Reproduce the listing that follows, unchanged and complete.
------------------------
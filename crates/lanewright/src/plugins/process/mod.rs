//! Process diagram plugin
//!
//! Swimlane/BPMN layout of business processes: storage, validation, lane
//! assignment, layered layout and geometry.

mod database;
mod geometry;
pub mod layering;
mod layout;
pub mod ordering;
mod swimlane;
mod validator;

pub use database::*;
pub use geometry::*;
pub use layering::FlowGraph;
pub use layout::*;
pub use swimlane::*;
pub use validator::*;

#[cfg(test)]
mod integration_tests {
    use super::*;
    use crate::core::{Database, LayoutAlgorithm, LayoutConfig, LineStyle, Process};

    const ORDER_TO_CASH: &str = r#"{
        "name": "Order to cash",
        "description": "From customer order to payment",
        "actors": ["Sales", "Warehouse", "Finance"],
        "elements": [
            {"id": "start", "type": "start_event", "subtype": "message", "label": "Order received", "actor": "Sales"},
            {"id": "check", "type": "task", "subtype": "user", "label": "Check order", "actor": "Sales"},
            {"id": "ok", "type": "gateway", "label": "Complete?", "actor": "Sales"},
            {"id": "pick", "type": "task", "subtype": "manual", "label": "Pick items", "actor": "Warehouse"},
            {"id": "invoice", "type": "task", "subtype": "service", "label": "Send invoice", "actor": "Finance"},
            {"id": "end", "type": "end_event", "label": "Paid", "actor": "Finance"}
        ],
        "flows": [
            {"source": "start", "target": "check"},
            {"source": "check", "target": "ok"},
            {"source": "ok", "target": "pick", "condition": "yes"},
            {"source": "ok", "target": "check", "condition": "no"},
            {"source": "pick", "target": "invoice"},
            {"source": "invoice", "target": "end"}
        ]
    }"#;

    #[test]
    fn test_full_pipeline() {
        let process = Process::from_json(ORDER_TO_CASH).unwrap();
        let db = ProcessDatabase::from_process(&process);
        assert_eq!(db.element_count(), 6);

        let grid = ProcessLayoutAlgorithm::new().layout(&db).unwrap();
        assert_eq!(grid.cells.len(), 6);
        assert_eq!(grid.back_edges, vec![3]);
        assert!(grid.warnings.is_empty());

        let diagram = GeometryEmitter::new().emit(&db, &grid);
        assert_eq!(diagram.name, "Order to cash");
        assert_eq!(diagram.lanes.len(), 3);
        assert_eq!(diagram.elements.len(), 6);
        assert_eq!(diagram.connectors.len(), 6);

        let rework = &diagram.connectors[3];
        assert!(rework.reverse);
        assert_eq!(rework.style, LineStyle::Dashed);
        assert_eq!(rework.condition.as_deref(), Some("no"));
    }

    #[test]
    fn test_every_forward_connector_goes_right() {
        let process = Process::from_json(ORDER_TO_CASH).unwrap();
        let db = ProcessDatabase::from_process(&process);
        let grid = ProcessLayoutAlgorithm::with_config(LayoutConfig::default())
            .layout_grid(&db)
            .unwrap();
        let diagram = GeometryEmitter::new().emit(&db, &grid);
        for connector in diagram.connectors.iter().filter(|c| !c.reverse) {
            let first = connector.waypoints.first().unwrap();
            let last = connector.waypoints.last().unwrap();
            assert!(last.x > first.x, "{} -> {}", connector.source_id, connector.target_id);
        }
    }
}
------------------------
- **EXERCISE SOLUTION**:
filename crates/lanewright/src/plugins/process/mod.rs
//! Process diagram plugin
//!
//! Swimlane/BPMN layout of business processes: storage, validation, lane
//! assignment, layered layout and geometry.

mod database;
mod geometry;
pub mod layering;
mod layout;
pub mod ordering;
mod swimlane;
mod validator;

pub use database::*;
pub use geometry::*;
pub use layering::FlowGraph;
pub use layout::*;
pub use swimlane::*;
pub use validator::*;

#[cfg(test)]
mod integration_tests {
    use super::*;
    use crate::core::{Database, LayoutAlgorithm, LayoutConfig, LineStyle, Process};

    const ORDER_TO_CASH: &str = r#"{
        "name": "Order to cash",
        "description": "From customer order to payment",
        "actors": ["Sales", "Warehouse", "Finance"],
        "elements": [
            {"id": "start", "type": "start_event", "subtype": "message", "label": "Order received", "actor": "Sales"},
            {"id": "check", "type": "task", "subtype": "user", "label": "Check order", "actor": "Sales"},
            {"id": "ok", "type": "gateway", "label": "Complete?", "actor": "Sales"},
            {"id": "pick", "type": "task", "subtype": "manual", "label": "Pick items", "actor": "Warehouse"},
            {"id": "invoice", "type": "task", "subtype": "service", "label": "Send invoice", "actor": "Finance"},
            {"id": "end", "type": "end_event", "label": "Paid", "actor": "Finance"}
        ],
        "flows": [
            {"source": "start", "target": "check"},
            {"source": "check", "target": "ok"},
            {"source": "ok", "target": "pick", "condition": "yes"},
            {"source": "ok", "target": "check", "condition": "no"},
            {"source": "pick", "target": "invoice"},
            {"source": "invoice", "target": "end"}
        ]
    }"#;

    #[test]
    fn test_full_pipeline() {
        let process = Process::from_json(ORDER_TO_CASH).unwrap();
        let db = ProcessDatabase::from_process(&process);
        assert_eq!(db.element_count(), 6);

        let grid = ProcessLayoutAlgorithm::new().layout(&db).unwrap();
        assert_eq!(grid.cells.len(), 6);
        assert_eq!(grid.back_edges, vec![3]);
        assert!(grid.warnings.is_empty());

        let diagram = GeometryEmitter::new().emit(&db, &grid);
        assert_eq!(diagram.name, "Order to cash");
        assert_eq!(diagram.lanes.len(), 3);
        assert_eq!(diagram.elements.len(), 6);
        assert_eq!(diagram.connectors.len(), 6);

        let rework = &diagram.connectors[3];
        assert!(rework.reverse);
        assert_eq!(rework.style, LineStyle::Dashed);
        assert_eq!(rework.condition.as_deref(), Some("no"));
    }

    #[test]
    fn test_every_forward_connector_goes_right() {
        let process = Process::from_json(ORDER_TO_CASH).unwrap();
        let db = ProcessDatabase::from_process(&process);
        let grid = ProcessLayoutAlgorithm::with_config(LayoutConfig::default())
            .layout_grid(&db)
            .unwrap();
        let diagram = GeometryEmitter::new().emit(&db, &grid);
        for connector in diagram.connectors.iter().filter(|c| !c.reverse) {
            let first = connector.waypoints.first().unwrap();
            let last = connector.waypoints.last().unwrap();
            assert!(last.x > first.x, "{} -> {}", connector.source_id, connector.target_id);
        }
    }
}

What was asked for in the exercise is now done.